¿Que significa, qué puede querer decir todo esto?, se decía Lily Briscoe, preguntándose si, al haberla dejado sola, debía acercarse a la cocina a coger otra taza de té, o si debía esperar donde estaba, ¿Qué significa?, estas palabras eran un reclamo, cogidas de algún libro, encajaban entre sus pensamientos vagamente, porque no podía, esta primera mañana con los Ramsay, poner en orden sus sentimientos, sólo podía hacer que esta frase resonase en el vacío de su mente hasta que estos vapores se hubieran desvanecido. Porque, de verdad, ¿qué es lo que sentía al haber regresado tras todos estos años?, ¿tras la muerte de Mrs. Ramsay? Nada, nada, nada que supiera expresar.
Ayer era todo misterioso y oscuro cuando llegó, era tarde. Ahora estaba despierta, en el lugar de siempre en la mesa de desayuno, pero sola. Era muy pronto, aún no eran las ocho. Estaba lo de la excursión: iban a ir al Faro: Mr. Ramsay, Cam y James. Deberían haber salido ya, tenían que aprovechar la marea o algo así. Pero Cam no estaba, james no estaba, y a Nancy se le había olvidado encargar unos emparedados; Mr. Ramsay se había enfadado y había dado un portazo.
«¡Ya no podemos ir!», había exclamado con ira.
Nancy había desaparecido. Ahí estaba, yendo de un lado a otro de la terraza, encolerizado. Parecían oírse portazos y voces por toda la casa. Ahora entraba Nancy de repente, y preguntaba, buscando por la habitación, medio desesperada, medio enloquecida: «¿Qué suele enviarse al Faro?», como si se impusiera la obligación de hacer algo que sabía que nunca sería capaz de hacer.

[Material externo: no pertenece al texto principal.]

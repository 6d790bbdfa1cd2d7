// Copyright (c) 2025 Soumyadip Sarkar.
// All rights reserved.
//
// This source code is licensed under the license found in the
// LICENSE file in the root directory of this source tree.

use costsheet::costing::{Action, CostCategory, QuotationDraft, apply};
use costsheet::error::CostingError;
use costsheet::models::{LineItem, LineItemSource, MaterialType};
use rust_decimal::Decimal;

fn draft() -> QuotationDraft {
    let items = vec![
        LineItem {
            supply_own_amount: Some(Decimal::from(8000)),
            material_type: Some(MaterialType::HighSideSupply),
            ..LineItem::default()
        },
        LineItem {
            installation_own_amount: Some(Decimal::from(2000)),
            ..LineItem::default()
        },
    ];
    QuotationDraft::new(LineItemSource::Flat(items), Decimal::from(1000))
}

fn margin(category: CostCategory, raw: &str) -> Action {
    Action::EditMargin {
        category,
        raw: raw.to_string(),
    }
}

#[test]
fn new_draft_starts_with_zero_margins_and_default_gst() {
    let d = draft();
    let snap = d.snapshot().unwrap();
    assert!(snap.supply_summary.margin_percentage.is_zero());
    assert!(snap.labour_summary.margin_percentage.is_zero());
    assert!(snap.sitc_summary.margin_amount.is_zero());
    assert_eq!(snap.gst_rates.installation, Decimal::from(18));
    assert_eq!(snap.supply_summary.selling_amount, Decimal::from(8800));
}

#[test]
fn valid_margin_edit_produces_new_draft() {
    let before = draft();
    let t = apply(&before, margin(CostCategory::Supply, "10"));
    assert!(t.error.is_none());
    assert_eq!(t.draft.margins.supply, Decimal::from(10));
    assert!(t.draft.margins.labour.is_zero());
    // input draft untouched
    assert!(before.margins.supply.is_zero());
    assert_eq!(
        t.draft.snapshot().unwrap().supply_summary.margin_amount,
        Decimal::from(880)
    );
}

#[test]
fn rejected_margin_keeps_last_valid_value() {
    let base = apply(&draft(), margin(CostCategory::Labour, "20"))
        .into_result()
        .unwrap();
    for raw in ["100.01", "-1", "50.123", "x"] {
        let t = apply(&base, margin(CostCategory::Labour, raw));
        assert!(
            matches!(t.error, Some(CostingError::InvalidMarginValue { .. })),
            "input {raw}"
        );
        assert_eq!(t.draft, base);
        assert_eq!(
            t.draft.snapshot().unwrap().labour_summary.margin_amount,
            Decimal::from(440)
        );
    }
}

#[test]
fn empty_margin_clears_to_zero() {
    let base = apply(&draft(), margin(CostCategory::Supply, "15"))
        .into_result()
        .unwrap();
    let cleared = apply(&base, margin(CostCategory::Supply, ""))
        .into_result()
        .unwrap();
    assert!(cleared.margins.supply.is_zero());
}

#[test]
fn sitc_margin_is_read_only() {
    let base = draft();
    let t = apply(&base, margin(CostCategory::Sitc, "10"));
    assert_eq!(t.error, Some(CostingError::SitcMarginReadOnly));
    assert_eq!(t.draft, base);
}

#[test]
fn gst_edit_touches_only_its_bucket() {
    let t = apply(
        &draft(),
        Action::EditGst {
            bucket: MaterialType::HighSideSupply,
            raw: "28".into(),
        },
    );
    let next = t.into_result().unwrap();
    assert_eq!(next.gst_rates.high_side_supply, Decimal::from(28));
    assert_eq!(next.gst_rates.low_side_supply, Decimal::from(18));
    assert_eq!(next.gst_rates.installation, Decimal::from(18));
    let fc = next.snapshot().unwrap().final_costing;
    assert_eq!(fc.high_side_with_gst, Decimal::from(10240));
    assert_eq!(fc.installation_with_gst, Decimal::from(2360));
}

#[test]
fn replacing_items_and_overheads_recomputes_everything() {
    let base = apply(&draft(), margin(CostCategory::Supply, "10"))
        .into_result()
        .unwrap();
    let swapped = apply(
        &base,
        Action::ReplaceItems(LineItemSource::Flat(vec![LineItem {
            supply_own_amount: Some(Decimal::from(500)),
            ..LineItem::default()
        }])),
    )
    .into_result()
    .unwrap();
    let swapped = apply(&swapped, Action::SetOverheadsCost(Decimal::from(100)))
        .into_result()
        .unwrap();
    let snap = swapped.snapshot().unwrap();
    assert_eq!(snap.supply_summary.overheads_amount, Decimal::from(100));
    assert_eq!(snap.supply_summary.selling_amount, Decimal::from(660));
    assert_eq!(snap.sitc_summary.margin_amount, Decimal::from(60));
    // margin input survives the item swap
    assert_eq!(swapped.margins.supply, Decimal::from(10));
}

#[test]
fn gst_edit_that_cannot_be_costed_is_rejected() {
    let base = draft();
    let t = apply(
        &base,
        Action::EditGst {
            bucket: MaterialType::HighSideSupply,
            raw: "79228162514264337593543950335".to_string(),
        },
    );
    assert_eq!(t.error, Some(CostingError::AmountOverflow));
    assert_eq!(t.draft, base);
    assert!(t.draft.snapshot().is_ok());
}

#[test]
fn replacing_items_with_oversized_amounts_is_rejected() {
    let base = draft();
    let huge = LineItem {
        supply_own_amount: Some(Decimal::MAX),
        ..LineItem::default()
    };
    let t = apply(
        &base,
        Action::ReplaceItems(LineItemSource::Flat(vec![huge.clone(), huge])),
    );
    assert_eq!(t.error, Some(CostingError::AmountOverflow));
    assert_eq!(t.draft, base);
}
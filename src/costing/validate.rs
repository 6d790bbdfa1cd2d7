// Copyright (c) 2025 Soumyadip Sarkar.
// All rights reserved.
//
// This source code is licensed under the license found in the
// LICENSE file in the root directory of this source tree.

use crate::error::{CostingError, InputRejection};
use once_cell::sync::Lazy;
use regex::Regex;
use rust_decimal::Decimal;

static DECIMAL_LITERAL: Lazy<Regex> =
    Lazy::new(|| Regex::new(r"^-?(\d+\.?\d*|\.\d+)$").expect("decimal literal pattern"));

const MAX_MARGIN_PERCENTAGE: u32 = 100;
const MAX_DECIMAL_PLACES: u32 = 2;

/// Outcome of an accepted percentage edit. An empty field is a valid
/// in-between state that counts as zero.
#[derive(Debug, Clone, Copy, PartialEq, Eq)]
pub enum PercentInput {
    Pending,
    Value(Decimal),
}

impl PercentInput {
    pub fn value(&self) -> Decimal {
        match self {
            PercentInput::Pending => Decimal::ZERO,
            PercentInput::Value(v) => *v,
        }
    }
}

fn check_percentage(raw: &str, max: Option<u32>) -> Result<PercentInput, InputRejection> {
    let s = raw.trim();
    if s.is_empty() {
        return Ok(PercentInput::Pending);
    }
    if !DECIMAL_LITERAL.is_match(s) {
        return Err(InputRejection::NotANumber);
    }
    let (sign, digits) = match s.strip_prefix('-') {
        Some(rest) => ("-", rest),
        None => ("", s),
    };
    let digits = digits.strip_suffix('.').unwrap_or(digits);
    let normalized = if digits.starts_with('.') {
        format!("{sign}0{digits}")
    } else {
        format!("{sign}{digits}")
    };
    let value = normalized
        .parse::<Decimal>()
        .map_err(|_| InputRejection::NotANumber)?;
    if value.is_sign_negative() && !value.is_zero() {
        return Err(InputRejection::Negative);
    }
    if let Some(frac) = s.split_once('.').map(|(_, f)| f) {
        if frac.len() as u32 > MAX_DECIMAL_PLACES {
            return Err(InputRejection::TooManyDecimals);
        }
    }
    if let Some(max) = max {
        if value > Decimal::from(max) {
            return Err(InputRejection::AboveMaximum(max));
        }
    }
    Ok(PercentInput::Value(value.abs()))
}

/// Margin: 0 to 100 inclusive, at most two decimal places.
pub fn parse_margin_percentage(raw: &str) -> Result<PercentInput, CostingError> {
    check_percentage(raw, Some(MAX_MARGIN_PERCENTAGE)).map_err(|reason| {
        CostingError::InvalidMarginValue {
            input: raw.to_string(),
            reason,
        }
    })
}

/// GST: non-negative with at most two decimal places, no upper bound.
pub fn parse_gst_percentage(raw: &str) -> Result<PercentInput, CostingError> {
    check_percentage(raw, None).map_err(|reason| CostingError::InvalidGstValue {
        input: raw.to_string(),
        reason,
    })
}
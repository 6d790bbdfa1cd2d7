// Copyright (c) AlphaVelocity.
// All rights reserved.
//
// This source code is licensed under the license found in the
// LICENSE file in the root directory of this source tree.

pub mod cli;
pub mod db;
pub mod error;
pub mod models;
pub mod costing;
pub mod utils;
pub mod commands;
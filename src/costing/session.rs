// Copyright (c) 2025 Soumyadip Sarkar.
// All rights reserved.
//
// This source code is licensed under the license found in the
// LICENSE file in the root directory of this source tree.

use super::gst::GstRates;
use super::margin::{CostCategory, MarginRates};
use super::validate::{parse_gst_percentage, parse_margin_percentage};
use super::{CostingSnapshot, recompute};
use crate::error::CostingError;
use crate::models::{LineItemSource, MaterialType};
use rust_decimal::Decimal;

/// Everything the user or upstream steps have entered for one quotation.
/// Summaries are never stored here; they come from [`QuotationDraft::snapshot`].
#[derive(Debug, Clone, PartialEq, Default)]
pub struct QuotationDraft {
    pub source: LineItemSource,
    pub total_overheads_cost: Decimal,
    pub margins: MarginRates,
    pub gst_rates: GstRates,
}

impl QuotationDraft {
    pub fn new(source: LineItemSource, total_overheads_cost: Decimal) -> Self {
        Self {
            source,
            total_overheads_cost,
            ..Self::default()
        }
    }

    pub fn snapshot(&self) -> Result<CostingSnapshot, CostingError> {
        recompute(self)
    }
}

#[derive(Debug, Clone, PartialEq)]
pub enum Action {
    ReplaceItems(LineItemSource),
    SetOverheadsCost(Decimal),
    EditMargin { category: CostCategory, raw: String },
    EditGst { bucket: MaterialType, raw: String },
}

/// Result of applying one action. When `error` is set the draft is the
/// previous one, unchanged. An accepted draft always recomputes cleanly.
#[derive(Debug, Clone, PartialEq)]
pub struct Transition {
    pub draft: QuotationDraft,
    pub error: Option<CostingError>,
}

impl Transition {
    fn accepted(previous: &QuotationDraft, draft: QuotationDraft) -> Self {
        match recompute(&draft) {
            Ok(_) => Self { draft, error: None },
            Err(error) => Self::rejected(previous, error),
        }
    }

    fn rejected(previous: &QuotationDraft, error: CostingError) -> Self {
        tracing::warn!(%error, "input rejected, keeping last valid value");
        Self {
            draft: previous.clone(),
            error: Some(error),
        }
    }

    pub fn into_result(self) -> Result<QuotationDraft, CostingError> {
        match self.error {
            Some(e) => Err(e),
            None => Ok(self.draft),
        }
    }
}

pub fn apply(draft: &QuotationDraft, action: Action) -> Transition {
    let next = match action {
        Action::ReplaceItems(source) => QuotationDraft {
            source,
            ..draft.clone()
        },
        Action::SetOverheadsCost(total_overheads_cost) => QuotationDraft {
            total_overheads_cost,
            ..draft.clone()
        },
        Action::EditMargin { category, raw } => {
            let value = match parse_margin_percentage(&raw) {
                Ok(v) => v.value(),
                Err(e) => return Transition::rejected(draft, e),
            };
            let margins = match category {
                CostCategory::Supply => MarginRates {
                    supply: value,
                    ..draft.margins
                },
                CostCategory::Labour => MarginRates {
                    labour: value,
                    ..draft.margins
                },
                CostCategory::Sitc => {
                    return Transition::rejected(draft, CostingError::SitcMarginReadOnly);
                }
            };
            QuotationDraft {
                margins,
                ..draft.clone()
            }
        }
        Action::EditGst { bucket, raw } => match parse_gst_percentage(&raw) {
            Ok(v) => QuotationDraft {
                gst_rates: draft.gst_rates.with_rate(bucket, v.value()),
                ..draft.clone()
            },
            Err(e) => return Transition::rejected(draft, e),
        },
    };
    Transition::accepted(draft, next)
}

A decir verdad, ¿qué es lo que solía enviarse al Faro? En cualquier otro momento habría sido sensato que Lily hubiera sugerido té, tabaco, periódicos. Pero esta mañana, todo, ante la pregunta de Nancy, parecía muy extraño -¿Qué hay que enviar al Faro?-; la pregunta abría nuevas puertas en la mente de cada uno, y las puertas no dejaban de dar portazos, de abrirse y cerrase; y obligaban a todos a preguntarse sin cesar, con asombro, con la boca abierta: ¿Qué se envía? ¿Qué se hace? Y, en fin: ¿Qué hace uno aquí?
Sentada sola (porque Nancy había vuelto a salir), ante las limpias tazas sobre la larga mesa, se sintió separada del resto de la gente, y sólo podía seguir mirando, preguntando, asombrándose. La casa, el lugar, la mañana, todo le parecía desconocido. No se sentía vinculada, sentía que, al no reconocer ningún lazo, cualquier cosa podría suceder, y sucediera lo que sucediera, una pisada afuera, una voz que se oyese («No está en la alacena, está en el rellano», gritaba alguien), era una interrogación más, como si el eslabón que habitualmente mantuviese juntas las cosas se hubiera cortado, y flotara todo por aquí, por allá, por todas partes. Qué inútil era todo, qué caótico, qué irreal, pensaba, mientras sus ojos se fijaban en la taza de café. Mrs. Ramsay muerta, Andrew cayó en la guerra, Prue también muerta… lo repitiera como lo repitiera, no despertaba nada de esto ningún sentimiento en ella. Aquí estamos todos juntos en una casa como ésta, en una mañana como ésta, decía, asomándose a la ventana: era un día apacible y hermoso.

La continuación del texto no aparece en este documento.